It’s a safe bet that Julian Bream, who died on Friday at 87, would be remembered if he’d never done anything but play guitar. After Andrés Segovia, he was the best-known classical guitarist of the 20th century, a player of limitless sensitivity who could hold an audience spellbound simply by plucking a few quiet notes on his unamplified instrument—but who also tossed off more technically demanding pieces with the panache of an old-time barnstorming virtuoso.

Yet Mr. Bream did much more than merely play guitar. He doubled on the lute, the guitar’s ancestor, and was responsible in large part for the postwar revival of interest in that long-forgotten instrument. He led his own ensemble, the Julian Bream Consort, one of the first period-instrument groups, and appeared frequently in recital with the tenor Peter Pears, a professional relationship that was immensely valuable to him. “I learnt a lot from Peter about phrasing like a singer, which is what we all try to do on instruments,” he told an interviewer in 2007.

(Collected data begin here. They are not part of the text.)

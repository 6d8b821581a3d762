use std::path::PathBuf;

#[derive(Debug, Clone, PartialEq, Eq)]
pub enum Environment {
    Development,
    Test,
    Production,
}

impl std::fmt::Display for Environment {
    fn fmt(&self, f: &mut std::fmt::Formatter<'_>) -> std::fmt::Result {
        match self {
            Environment::Development => write!(f, "development"),
            Environment::Test => write!(f, "test"),
            Environment::Production => write!(f, "production"),
        }
    }
}

/// Affiliate identifiers appended to outbound agent links.
#[derive(Debug, Clone, PartialEq, Eq)]
pub struct AffiliateCodes {
    /// `affcode` query parameter on KakoBuy links.
    pub kakobuy_affcode: String,
    /// `invitation_code` query parameter on Hubbuy links.
    pub hubbuy_invitation_code: String,
    /// `ref` query parameter on MuleBuy links.
    pub mulebuy_ref: String,
}

impl Default for AffiliateCodes {
    fn default() -> Self {
        Self {
            kakobuy_affcode: "allreps".to_string(),
            hubbuy_invitation_code: "0O40qL00".to_string(),
            mulebuy_ref: "200118463".to_string(),
        }
    }
}

#[derive(Clone)]
pub struct AppConfig {
    pub env: Environment,
    pub log_level: String,
    /// Project URL of the hosted catalog backend, e.g. `https://xyz.supabase.co`.
    pub catalog_url: String,
    pub catalog_anon_key: String,
    pub request_timeout_secs: u64,
    pub featured_timeout_secs: u64,
    pub user_agent: String,
    pub page_size: u32,
    pub rates_url: String,
    pub default_ars_per_usd: f64,
    /// Optional YAML brand search table; the built-in table is used when unset.
    pub brands_path: Option<PathBuf>,
    pub affiliate_codes: AffiliateCodes,
}

impl std::fmt::Debug for AppConfig {
    fn fmt(&self, f: &mut std::fmt::Formatter<'_>) -> std::fmt::Result {
        f.debug_struct("AppConfig")
            .field("env", &self.env)
            .field("log_level", &self.log_level)
            .field("catalog_url", &self.catalog_url)
            .field("catalog_anon_key", &"[redacted]")
            .field("request_timeout_secs", &self.request_timeout_secs)
            .field("featured_timeout_secs", &self.featured_timeout_secs)
            .field("user_agent", &self.user_agent)
            .field("page_size", &self.page_size)
            .field("rates_url", &self.rates_url)
            .field("default_ars_per_usd", &self.default_ars_per_usd)
            .field("brands_path", &self.brands_path)
            .field("affiliate_codes", &self.affiliate_codes)
            .finish()
    }
}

Most important of all, Mr. Bream commissioned and gave the premieres of solo pieces and concertos for guitar by many of the leading composers of his time, among them Malcolm Arnold, Lennox Berkeley, Hans Werner Henze, Toru Takemitsu, Michael Tippett and William Walton. Unlike Segovia, who disliked all but the most conservative 20th-century music, Mr. Bream did more than anyone else to modernize his instrument’s dusty repertoire. Above all, he persuaded Benjamin Britten, Pears’ partner, to try his hand at writing for the guitar, and the result was the 18-minute-long “Nocturnal After John Dowland” (1963), the first large-scale masterpiece for solo guitar and a piece that Mr. Bream performed so superlatively well that his first recording of it, made in 1966, remains to this day the benchmark for all other guitarists.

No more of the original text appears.